Court of Special Appeals of Maryland

August 29, 2018

STATE OF MARYLAND
v.
TRAVIS THANIEL

          Circuit Court for Baltimore City Case Nos. 104173062 - 63

          Eyler, Deborah S., Meredith, Battaglia, Lynne A. (Senior Judge, Specially Assigned), JJ.

          OPINION

          BATTAGLIA, J.

         In 2005, a jury, sitting in the Circuit Court for Baltimore City, convicted Travis Thaniel, appellee, of first-degree murder of Shawn Boston, attempted second-degree murder of Catherine Jones, and use of a handgun in the commission of a crime of violence. The court thereafter sentenced Thaniel to life imprisonment for first-degree murder and consecutive terms of thirty years for attempted second-degree murder and twenty years for use of a handgun in the commission of a crime of violence. A panel of this Court affirmed his convictions on direct appeal. Thaniel v. State, No. 1374, September Term, 2005 (filed Sept. 25, 2007), cert. denied, 402 Md. 354 (2007).

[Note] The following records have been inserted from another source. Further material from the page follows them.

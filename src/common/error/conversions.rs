//! Error conversion implementations.
//!
//! This module contains From trait implementations to convert from the
//! archive and XML crates' error types to the unified Error type.

use super::types::Error;

impl From<quick_xml::Error> for Error {
    fn from(err: quick_xml::Error) -> Self {
        Error::XmlError(err.to_string())
    }
}

impl From<zip::result::ZipError> for Error {
    fn from(err: zip::result::ZipError) -> Self {
        match err {
            zip::result::ZipError::Io(e) => Error::Io(e),
            other => Error::ZipError(other.to_string()),
        }
    }
}
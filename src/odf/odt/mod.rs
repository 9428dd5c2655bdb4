//! OpenDocument Text (.odt) package assembly.
//!
//! The engine is generic over the document model `D`:
//!
//! - [`PartRegistry`] pairs the ODT capability table ([`ODT_PARTS`]) with one
//!   [`PartGenerator`] per part;
//! - a [`MediaCollector`] enumerates the images to embed;
//! - [`PackageAssembler`] writes the `mimetype` marker, the media and the
//!   remaining parts, and publishes the archive atomically.
//!
//! [`TextDocument`] together with [`PackageAssembler::text`] is a ready-made
//! model for simple documents.
//!
//! # Examples
//!
//! ```no_run
//! use longan::odf::odt::{ExportOptions, MediaScope, PackageAssembler, TextDocument};
//!
//! # fn main() -> longan::Result<()> {
//! let options = ExportOptions::default().with_media_scopes([MediaScope::Section, MediaScope::Header]);
//! let assembler = PackageAssembler::text_with_options(options)?;
//!
//! let mut document = TextDocument::new();
//! document.add_paragraph("Quarterly figures");
//! document.add_image("chart.png", std::fs::read("chart.png")?)?;
//!
//! // no destination: a fresh temp file is created and returned
//! let path = assembler.save(Some(&document), None)?;
//! println!("written to {}", path.display());
//! # Ok(())
//! # }
//! ```

mod assembler;
mod document;
mod media;
mod options;
mod parts;
mod registry;
mod staging;

pub use assembler::PackageAssembler;
pub use document::{Block, Image, TextDocument, TextDocumentMedia};
pub use media::{MediaCollector, MediaEntry, MediaKind, MediaScope, MediaSource, NoMedia};
pub use options::ExportOptions;
#[cfg(feature = "meta-part")]
pub use parts::MetaPart;
#[cfg(feature = "styles-part")]
pub use parts::StylesPart;
pub use parts::{ContentPart, ManifestPart, MimetypePart, text_registry};
pub use registry::{
    ODT_PARTS, PartDescriptor, PartGenerator, PartRegistry, PartRegistryBuilder, PartSlot, names,
};
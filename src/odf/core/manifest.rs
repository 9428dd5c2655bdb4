//! ODF manifest parsing functionality.
//!
//! The manifest.xml file lists every file in the ODF package together with
//! its media type. The root entry (`/`) carries the package MIME type.

use crate::common::{Error, Result};
use quick_xml::Reader;
use quick_xml::encoding::Decoder;
use quick_xml::events::{BytesStart, Event};

/// ODF manifest (META-INF/manifest.xml)
#[derive(Debug, Clone, Default)]
pub struct Manifest {
    /// MIME type of the root entry, if the manifest has one
    pub mimetype: Option<String>,
    /// File entries in document order
    pub entries: Vec<ManifestEntry>,
}

/// Entry in the ODF manifest
#[derive(Debug, Clone, PartialEq, Eq)]
pub struct ManifestEntry {
    pub full_path: String,
    pub media_type: String,
}

impl Manifest {
    /// Parse manifest XML content
    pub fn parse(xml_content: &str) -> Result<Self> {
        let mut reader = Reader::from_str(xml_content);
        let mut buf = Vec::new();
        let mut entries = Vec::new();

        loop {
            match reader.read_event_into(&mut buf) {
                Ok(Event::Start(ref e)) | Ok(Event::Empty(ref e)) => {
                    if e.name().as_ref() == b"manifest:file-entry"
                        && let Some(entry) = Self::parse_file_entry(e, reader.decoder())?
                    {
                        entries.push(entry);
                    }
                },
                Ok(Event::Eof) => break,
                Err(e) => return Err(Error::XmlError(format!("manifest: {e}"))),
                _ => {},
            }
            buf.clear();
        }

        let mimetype = entries
            .iter()
            .find(|entry| entry.full_path == "/")
            .map(|entry| entry.media_type.clone());

        Ok(Self { mimetype, entries })
    }

    /// Parse a single file-entry element
    fn parse_file_entry(e: &BytesStart, decoder: Decoder) -> Result<Option<ManifestEntry>> {
        let mut full_path = String::new();
        let mut media_type = String::new();

        for attr_result in e.attributes() {
            let attr = attr_result
                .map_err(|_| Error::InvalidFormat("Invalid attribute in manifest".to_string()))?;
            let value = attr
                .decode_and_unescape_value(decoder)
                .map_err(|_| Error::InvalidFormat("Invalid attribute value in manifest".to_string()))?
                .into_owned();

            match attr.key.as_ref() {
                b"manifest:full-path" => full_path = value,
                b"manifest:media-type" => media_type = value,
                _ => {},
            }
        }

        if full_path.is_empty() {
            Ok(None)
        } else {
            Ok(Some(ManifestEntry {
                full_path,
                media_type,
            }))
        }
    }

    /// Get media type for a path
    pub fn get_media_type(&self, path: &str) -> Option<&str> {
        self.entries
            .iter()
            .find(|entry| entry.full_path == path)
            .map(|entry| entry.media_type.as_str())
    }

    /// Check if a path exists in manifest
    pub fn has_path(&self, path: &str) -> bool {
        self.entries.iter().any(|entry| entry.full_path == path)
    }

    /// Get all paths in manifest, in document order
    pub fn paths(&self) -> impl Iterator<Item = &str> {
        self.entries.iter().map(|entry| entry.full_path.as_str())
    }
}

#[cfg(test)]
mod tests {
    use super::*;

    const SAMPLE: &str = r#"<?xml version="1.0" encoding="UTF-8"?>
<manifest:manifest xmlns:manifest="urn:oasis:names:tc:opendocument:xmlns:manifest:1.0" manifest:version="1.2">
  <manifest:file-entry manifest:full-path="/" manifest:media-type="application/vnd.oasis.opendocument.text" manifest:version="1.2"/>
  <manifest:file-entry manifest:full-path="content.xml" manifest:media-type="text/xml"/>
  <manifest:file-entry manifest:full-path="Pictures/R&amp;D.png" manifest:media-type="image/png"/>
</manifest:manifest>
"#;

    #[test]
    fn test_parse_manifest() {
        let manifest = Manifest::parse(SAMPLE).unwrap();
        assert_eq!(
            manifest.mimetype.as_deref(),
            Some("application/vnd.oasis.opendocument.text")
        );
        assert_eq!(manifest.entries.len(), 3);
        assert_eq!(manifest.get_media_type("content.xml"), Some("text/xml"));
        assert!(manifest.has_path("Pictures/R&D.png"));
        assert!(!manifest.has_path("styles.xml"));
        assert_eq!(
            manifest.paths().collect::<Vec<_>>(),
            ["/", "content.xml", "Pictures/R&D.png"]
        );
    }

    #[test]
    fn test_parse_malformed_manifest() {
        let err = Manifest::parse("<manifest:manifest></manifest:other>").unwrap_err();
        assert!(matches!(err, Error::XmlError(_)));
    }
}
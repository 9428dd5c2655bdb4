//! ODF package (ZIP archive) inspection.
//!
//! [`PackageReader`] opens a finished package and checks the structural
//! rules a conforming reader relies on: the `mimetype` marker is the first
//! entry and stored, and the manifest accounts for every other entry.

use super::manifest::Manifest;
use crate::common::{Error, Result};
use crate::odf::constants::{ODF_MANIFEST, ODF_MIMETYPE, is_text_mime_type};
use std::cell::RefCell;
use std::fs::File;
use std::io::{BufReader, Read, Seek};
use std::path::Path;
use zip::CompressionMethod;

/// An entry of an opened package, in archive order.
#[derive(Debug, Clone, PartialEq, Eq)]
pub struct PackageEntry {
    /// Path inside the archive
    pub name: String,
    /// Whether the entry is deflated (`false` means stored)
    pub compressed: bool,
    /// Uncompressed size in bytes
    pub size: u64,
}

/// An ODF package opened for inspection
pub struct PackageReader<R> {
    archive: RefCell<zip::ZipArchive<R>>,
    entries: Vec<PackageEntry>,
}

impl PackageReader<BufReader<File>> {
    /// Open a package from a file path
    pub fn open<P: AsRef<Path>>(path: P) -> Result<Self> {
        let file = File::open(path)?;
        Self::from_reader(BufReader::new(file))
    }
}

impl<R: Read + Seek> PackageReader<R> {
    /// Open a package from a reader
    pub fn from_reader(reader: R) -> Result<Self> {
        let mut archive = zip::ZipArchive::new(reader)
            .map_err(|_| Error::InvalidFormat("Invalid ZIP archive".to_string()))?;

        let mut entries = Vec::with_capacity(archive.len());
        for i in 0..archive.len() {
            let file = archive.by_index(i)?;
            entries.push(PackageEntry {
                name: file.name().to_string(),
                compressed: file.compression() != CompressionMethod::Stored,
                size: file.size(),
            });
        }

        Ok(Self {
            archive: RefCell::new(archive),
            entries,
        })
    }

    /// All entries in archive order
    pub fn entries(&self) -> &[PackageEntry] {
        &self.entries
    }

    /// Entry names in archive order
    pub fn names(&self) -> impl Iterator<Item = &str> {
        self.entries.iter().map(|entry| entry.name.as_str())
    }

    /// Check if a file exists in the package
    pub fn has_file(&self, path: &str) -> bool {
        self.entries.iter().any(|entry| entry.name == path)
    }

    /// Get a file from the package by path
    pub fn read(&self, path: &str) -> Result<Vec<u8>> {
        let mut archive = self.archive.borrow_mut();
        let mut file = archive
            .by_name(path)
            .map_err(|_| Error::InvalidFormat(format!("File not found: {path}")))?;

        let mut content = Vec::with_capacity(file.size() as usize);
        file.read_to_end(&mut content)?;
        Ok(content)
    }

    /// Get the MIME type from the mimetype file
    pub fn mimetype(&self) -> Result<String> {
        let bytes = self.read(ODF_MIMETYPE)?;
        String::from_utf8(bytes)
            .map_err(|_| Error::InvalidFormat("mimetype is not valid UTF-8".to_string()))
    }

    /// Parse META-INF/manifest.xml
    pub fn manifest(&self) -> Result<Manifest> {
        let bytes = self.read(ODF_MANIFEST)?;
        let xml = String::from_utf8(bytes)
            .map_err(|_| Error::InvalidFormat("manifest is not valid UTF-8".to_string()))?;
        Manifest::parse(&xml)
    }

    /// Check the package against the structural rules of an ODF text package.
    ///
    /// # Errors
    ///
    /// Returns [`Error::InvalidFormat`] naming the first violated rule.
    pub fn verify(&self) -> Result<()> {
        let first = self
            .entries
            .first()
            .ok_or_else(|| Error::InvalidFormat("package is empty".to_string()))?;
        if first.name != ODF_MIMETYPE {
            return Err(Error::InvalidFormat(format!(
                "first entry is `{}`, expected `{ODF_MIMETYPE}`",
                first.name
            )));
        }
        if first.compressed {
            return Err(Error::InvalidFormat(format!("`{ODF_MIMETYPE}` is compressed")));
        }

        let mimetype = self.mimetype()?;
        if !is_text_mime_type(&mimetype) {
            return Err(Error::InvalidFormat(format!(
                "unexpected package MIME type `{mimetype}`"
            )));
        }

        if !self.has_file(ODF_MANIFEST) {
            return Err(Error::InvalidFormat(format!("`{ODF_MANIFEST}` is missing")));
        }
        let manifest = self.manifest()?;
        if manifest.mimetype.as_deref() != Some(mimetype.as_str()) {
            return Err(Error::InvalidFormat(
                "manifest root entry does not match `mimetype`".to_string(),
            ));
        }

        for entry in &self.entries {
            if entry.name == ODF_MIMETYPE || entry.name == ODF_MANIFEST || entry.name.ends_with('/')
            {
                continue;
            }
            if !manifest.has_path(&entry.name) {
                return Err(Error::InvalidFormat(format!(
                    "`{}` is not listed in the manifest",
                    entry.name
                )));
            }
        }

        for path in manifest.paths() {
            if path != "/" && !path.ends_with('/') && !self.has_file(path) {
                return Err(Error::InvalidFormat(format!(
                    "manifest lists `{path}` which is not in the package"
                )));
            }
        }

        Ok(())
    }
}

         Thaniel subsequently filed a postconviction petition, raising claims of ineffective assistance of both trial and appellate counsel. The postconviction court granted his petition and ordered a new trial. The State thereafter filed an application for leave to appeal, which we granted and transferred the case to our appellate docket. The State now raises the following questions for our consideration:

I. Whether the postconviction court erred in concluding that trial counsel was ineffective in agreeing to close the courtroom during jury selection;
II. Whether the postconviction court erred in concluding that trial counsel was ineffective in failing to object when the trial court and counsel addressed a note from the jury in Thaniel's absence;
III. Whether the postconviction court erred in concluding that appellate counsel was ineffective in failing to raise on appeal an unpreserved claim that the trial court erred in addressing a note from the jury in Thaniel's absence; and
IV. Whether the postconviction court erred in concluding that the cumulative effect of trial counsel's alleged errors warranted postconviction relief.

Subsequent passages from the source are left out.